YOUR OBJECTIVE -
All entries must be transcribed exactly, down to the last character.
DATA TO USE START
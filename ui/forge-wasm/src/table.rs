//! Token table rendering and the loading overlay.
//!
//! Rows are appended in factory index order as the registry loader
//! produces them, so the table fills in top-down while the sequential
//! reads are still in flight.

use tf_gateway::FactoryGateway;
use tf_types::display::format_thousands;
use tf_types::TokenRecord;
use wasm_bindgen::prelude::*;
use wasm_bindgen::JsCast;
use web_sys::Element;

use crate::config;
use crate::dom::{self, Elements};
use crate::logo;
use crate::provider::BrowserRpc;

// ── Loading overlay ──

/// Create the busy-overlay nodes once, at startup.
pub fn ensure_loading_overlay() {
    if dom::by_id("loadingCover").is_some() {
        return;
    }
    let Some(body) = dom::document().body() else { return };
    let cover = dom::create_element("div");
    cover.set_attribute("id", "loadingCover").unwrap();
    let spinner = dom::create_element("div");
    spinner.set_attribute("id", "loadingSpinner").unwrap();
    cover.append_child(&spinner).unwrap();
    body.append_child(&cover).unwrap();
}

/// Show the process-wide busy indicator. Idempotent, but callers must pair
/// with [`hide_loading`]; there is no nesting count.
pub fn show_loading() {
    if let (Some(cover), Some(spinner)) = (dom::by_id("loadingCover"), dom::by_id("loadingSpinner")) {
        cover.set_attribute("class", "wrapper").unwrap();
        spinner
            .set_attribute("class", "spinner-border text-primary")
            .unwrap();
        spinner.set_attribute("role", "status").unwrap();
    }
}

/// Hide the busy indicator.
pub fn hide_loading() {
    if let (Some(cover), Some(spinner)) = (dom::by_id("loadingCover"), dom::by_id("loadingSpinner")) {
        cover.set_attribute("class", "none").unwrap();
        dom::remove_class(&spinner, "spinner-border");
        dom::remove_class(&spinner, "text-primary");
    }
}

// ── Table ──

/// The shared gateway handle for this page.
pub fn factory_gateway() -> FactoryGateway<BrowserRpc> {
    FactoryGateway::new(BrowserRpc, config::factory_address())
        .with_poll_interval(config::RECEIPT_POLL_INTERVAL_MS)
}

/// Clear and rebuild the token table from the factory. No-op on pages
/// without a table body. Restartable; called again after a deployment.
pub async fn load_token_table(els: &Elements) {
    let Some(tbody) = els.token_table_body.clone() else { return };

    show_loading();
    dom::set_inner_html(&tbody, "");

    let gateway = factory_gateway();
    let els2 = els.clone();
    let result = tf_gateway::load_all_tokens(&gateway, |record, index| {
        render_token(&els2, &tbody, record, index);
    })
    .await;
    hide_loading();

    match result {
        Ok(records) => {
            if let Some(status) = &els.table_status {
                dom::set_status(status, &format!("{} deployed token(s)", records.len()));
            }
        }
        Err(e) => {
            if let Some(status) = &els.table_status {
                dom::set_status_error(status, &e.to_string());
            }
        }
    }
}

/// Append one table row for a token record.
pub fn render_token(els: &Elements, tbody: &Element, record: &TokenRecord, row_index: u64) {
    let tr = dom::create_element("tr");
    tbody.append_child(&tr).unwrap();

    let th = dom::create_element("th");
    th.set_attribute("scope", "row").unwrap();
    th.set_attribute("class", "align-middle text-start py-3").unwrap();
    dom::set_text(&th, &(row_index + 1).to_string());
    tr.append_child(&th).unwrap();

    // Name cell: logo image, name, symbol.
    let td_name = cell(&tr, "align-middle py-3");
    let div_name = flex_div(&td_name, "justify-content-start");
    let img = dom::create_element("img");
    img.set_attribute("src", &logo::logo_or_default(row_index)).unwrap();
    img.set_attribute("class", "coin-logo me-2 rounded-circle").unwrap();
    div_name.append_child(&img).unwrap();
    text_p(&div_name, "me-2 fs-6 mb-0", &record.name);
    text_p(&div_name, "mb-0 fs-6 text-secondary", &record.symbol);

    let td_supply = cell(&tr, "align-middle py-3");
    let div_supply = flex_div(&td_supply, "justify-content-center");
    text_p(&div_supply, "me-2 fs-6 mb-0", &supply_display(record));

    let td_decimals = cell(&tr, "align-middle py-3");
    let div_decimals = flex_div(&td_decimals, "justify-content-center");
    text_p(&div_decimals, "me-2 fs-6 mb-0", &record.decimals.to_string());

    let td_address = cell(&tr, "align-middle d-flex justify-content-center py-3");
    let div_address = flex_div(&td_address, "justify-content-center");
    text_p(&div_address, "me-2 fs-6 mb-0", &record.contract_address);

    // Row actions: add to wallet, edit logo.
    let div_actions = dom::create_element("div");
    td_address.append_child(&div_actions).unwrap();

    let a_watch = action_anchor(&div_actions, "Add to wallet");
    let img_wallet = dom::create_element("img");
    img_wallet.set_attribute("src", "images/wallet.png").unwrap();
    img_wallet.set_attribute("class", "ms-3 action-icon").unwrap();
    a_watch.append_child(&img_wallet).unwrap();
    {
        let els2 = els.clone();
        let record2 = record.clone();
        let cb = Closure::wrap(Box::new(move |e: web_sys::MouseEvent| {
            e.prevent_default();
            let els3 = els2.clone();
            let record3 = record2.clone();
            wasm_bindgen_futures::spawn_local(async move {
                logo::add_token_to_wallet(&els3, &record3, row_index).await;
            });
        }) as Box<dyn FnMut(_)>);
        a_watch
            .add_event_listener_with_callback("click", cb.as_ref().unchecked_ref())
            .unwrap();
        cb.forget();
    }

    let a_edit = action_anchor(&div_actions, "Edit logo");
    dom::add_class(&a_edit, "ms-4");
    dom::add_class(&a_edit, "text-secondary");
    let i_edit = dom::create_element("i");
    i_edit.set_attribute("class", "bi bi-pencil-fill").unwrap();
    a_edit.append_child(&i_edit).unwrap();
    {
        let tr2 = tr.clone();
        let img2 = img.clone();
        let cb = Closure::wrap(Box::new(move |e: web_sys::MouseEvent| {
            e.prevent_default();
            logo::edit_row_logo(&tr2, &img2, row_index);
        }) as Box<dyn FnMut(_)>);
        a_edit
            .add_event_listener_with_callback("click", cb.as_ref().unchecked_ref())
            .unwrap();
        cb.forget();
    }
}

/// Integer display supply with thousands separators, matching the form
/// input's formatting.
fn supply_display(record: &TokenRecord) -> String {
    if record.total_supply.is_finite() {
        format_thousands(&format!("{}", record.total_supply.trunc() as u128))
    } else {
        record.raw_total_supply.clone()
    }
}

fn cell(tr: &Element, class: &str) -> Element {
    let td = dom::create_element("td");
    td.set_attribute("class", class).unwrap();
    tr.append_child(&td).unwrap();
    td
}

fn flex_div(td: &Element, justify: &str) -> Element {
    let div = dom::create_element("div");
    div.set_attribute("class", &format!("d-flex align-items-center {justify}"))
        .unwrap();
    td.append_child(&div).unwrap();
    div
}

fn text_p(parent: &Element, class: &str, text: &str) {
    let p = dom::create_element("p");
    p.set_attribute("class", class).unwrap();
    dom::set_text(&p, text);
    parent.append_child(&p).unwrap();
}

fn action_anchor(parent: &Element, title: &str) -> Element {
    let a = dom::create_element("a");
    a.set_attribute("href", "#").unwrap();
    a.set_attribute("data-bs-toggle", "tooltip").unwrap();
    a.set_attribute("data-bs-placement", "bottom").unwrap();
    a.set_attribute("title", title).unwrap();
    parent.append_child(&a).unwrap();
    a
}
DATA TO USE END
ANSWER SECTION -
filename ui/forge-wasm/src/table.rs
//! Token table rendering and the loading overlay.
//!
//! Rows are appended in factory index order as the registry loader
//! produces them, so the table fills in top-down while the sequential
//! reads are still in flight.

use tf_gateway::FactoryGateway;
use tf_types::display::format_thousands;
use tf_types::TokenRecord;
use wasm_bindgen::prelude::*;
use wasm_bindgen::JsCast;
use web_sys::Element;

use crate::config;
use crate::dom::{self, Elements};
use crate::logo;
use crate::provider::BrowserRpc;

// ── Loading overlay ──

/// Create the busy-overlay nodes once, at startup.
pub fn ensure_loading_overlay() {
    if dom::by_id("loadingCover").is_some() {
        return;
    }
    let Some(body) = dom::document().body() else { return };
    let cover = dom::create_element("div");
    cover.set_attribute("id", "loadingCover").unwrap();
    let spinner = dom::create_element("div");
    spinner.set_attribute("id", "loadingSpinner").unwrap();
    cover.append_child(&spinner).unwrap();
    body.append_child(&cover).unwrap();
}

/// Show the process-wide busy indicator. Idempotent, but callers must pair
/// with [`hide_loading`]; there is no nesting count.
pub fn show_loading() {
    if let (Some(cover), Some(spinner)) = (dom::by_id("loadingCover"), dom::by_id("loadingSpinner")) {
        cover.set_attribute("class", "wrapper").unwrap();
        spinner
            .set_attribute("class", "spinner-border text-primary")
            .unwrap();
        spinner.set_attribute("role", "status").unwrap();
    }
}

/// Hide the busy indicator.
pub fn hide_loading() {
    if let (Some(cover), Some(spinner)) = (dom::by_id("loadingCover"), dom::by_id("loadingSpinner")) {
        cover.set_attribute("class", "none").unwrap();
        dom::remove_class(&spinner, "spinner-border");
        dom::remove_class(&spinner, "text-primary");
    }
}

// ── Table ──

/// The shared gateway handle for this page.
pub fn factory_gateway() -> FactoryGateway<BrowserRpc> {
    FactoryGateway::new(BrowserRpc, config::factory_address())
        .with_poll_interval(config::RECEIPT_POLL_INTERVAL_MS)
}

/// Clear and rebuild the token table from the factory. No-op on pages
/// without a table body. Restartable; called again after a deployment.
pub async fn load_token_table(els: &Elements) {
    let Some(tbody) = els.token_table_body.clone() else { return };

    show_loading();
    dom::set_inner_html(&tbody, "");

    let gateway = factory_gateway();
    let els2 = els.clone();
    let result = tf_gateway::load_all_tokens(&gateway, |record, index| {
        render_token(&els2, &tbody, record, index);
    })
    .await;
    hide_loading();

    match result {
        Ok(records) => {
            if let Some(status) = &els.table_status {
                dom::set_status(status, &format!("{} deployed token(s)", records.len()));
            }
        }
        Err(e) => {
            if let Some(status) = &els.table_status {
                dom::set_status_error(status, &e.to_string());
            }
        }
    }
}

/// Append one table row for a token record.
pub fn render_token(els: &Elements, tbody: &Element, record: &TokenRecord, row_index: u64) {
    let tr = dom::create_element("tr");
    tbody.append_child(&tr).unwrap();

    let th = dom::create_element("th");
    th.set_attribute("scope", "row").unwrap();
    th.set_attribute("class", "align-middle text-start py-3").unwrap();
    dom::set_text(&th, &(row_index + 1).to_string());
    tr.append_child(&th).unwrap();

    // Name cell: logo image, name, symbol.
    let td_name = cell(&tr, "align-middle py-3");
    let div_name = flex_div(&td_name, "justify-content-start");
    let img = dom::create_element("img");
    img.set_attribute("src", &logo::logo_or_default(row_index)).unwrap();
    img.set_attribute("class", "coin-logo me-2 rounded-circle").unwrap();
    div_name.append_child(&img).unwrap();
    text_p(&div_name, "me-2 fs-6 mb-0", &record.name);
    text_p(&div_name, "mb-0 fs-6 text-secondary", &record.symbol);

    let td_supply = cell(&tr, "align-middle py-3");
    let div_supply = flex_div(&td_supply, "justify-content-center");
    text_p(&div_supply, "me-2 fs-6 mb-0", &supply_display(record));

    let td_decimals = cell(&tr, "align-middle py-3");
    let div_decimals = flex_div(&td_decimals, "justify-content-center");
    text_p(&div_decimals, "me-2 fs-6 mb-0", &record.decimals.to_string());

    let td_address = cell(&tr, "align-middle d-flex justify-content-center py-3");
    let div_address = flex_div(&td_address, "justify-content-center");
    text_p(&div_address, "me-2 fs-6 mb-0", &record.contract_address);

    // Row actions: add to wallet, edit logo.
    let div_actions = dom::create_element("div");
    td_address.append_child(&div_actions).unwrap();

    let a_watch = action_anchor(&div_actions, "Add to wallet");
    let img_wallet = dom::create_element("img");
    img_wallet.set_attribute("src", "images/wallet.png").unwrap();
    img_wallet.set_attribute("class", "ms-3 action-icon").unwrap();
    a_watch.append_child(&img_wallet).unwrap();
    {
        let els2 = els.clone();
        let record2 = record.clone();
        let cb = Closure::wrap(Box::new(move |e: web_sys::MouseEvent| {
            e.prevent_default();
            let els3 = els2.clone();
            let record3 = record2.clone();
            wasm_bindgen_futures::spawn_local(async move {
                logo::add_token_to_wallet(&els3, &record3, row_index).await;
            });
        }) as Box<dyn FnMut(_)>);
        a_watch
            .add_event_listener_with_callback("click", cb.as_ref().unchecked_ref())
            .unwrap();
        cb.forget();
    }

    let a_edit = action_anchor(&div_actions, "Edit logo");
    dom::add_class(&a_edit, "ms-4");
    dom::add_class(&a_edit, "text-secondary");
    let i_edit = dom::create_element("i");
    i_edit.set_attribute("class", "bi bi-pencil-fill").unwrap();
    a_edit.append_child(&i_edit).unwrap();
    {
        let tr2 = tr.clone();
        let img2 = img.clone();
        let cb = Closure::wrap(Box::new(move |e: web_sys::MouseEvent| {
            e.prevent_default();
            logo::edit_row_logo(&tr2, &img2, row_index);
        }) as Box<dyn FnMut(_)>);
        a_edit
            .add_event_listener_with_callback("click", cb.as_ref().unchecked_ref())
            .unwrap();
        cb.forget();
    }
}

/// Integer display supply with thousands separators, matching the form
/// input's formatting.
fn supply_display(record: &TokenRecord) -> String {
    if record.total_supply.is_finite() {
        format_thousands(&format!("{}", record.total_supply.trunc() as u128))
    } else {
        record.raw_total_supply.clone()
    }
}

fn cell(tr: &Element, class: &str) -> Element {
    let td = dom::create_element("td");
    td.set_attribute("class", class).unwrap();
    tr.append_child(&td).unwrap();
    td
}

fn flex_div(td: &Element, justify: &str) -> Element {
    let div = dom::create_element("div");
    div.set_attribute("class", &format!("d-flex align-items-center {justify}"))
        .unwrap();
    td.append_child(&div).unwrap();
    div
}

fn text_p(parent: &Element, class: &str, text: &str) {
    let p = dom::create_element("p");
    p.set_attribute("class", class).unwrap();
    dom::set_text(&p, text);
    parent.append_child(&p).unwrap();
}

fn action_anchor(parent: &Element, title: &str) -> Element {
    let a = dom::create_element("a");
    a.set_attribute("href", "#").unwrap();
    a.set_attribute("data-bs-toggle", "tooltip").unwrap();
    a.set_attribute("data-bs-placement", "bottom").unwrap();
    a.set_attribute("title", title).unwrap();
    parent.append_child(&a).unwrap();
    a
}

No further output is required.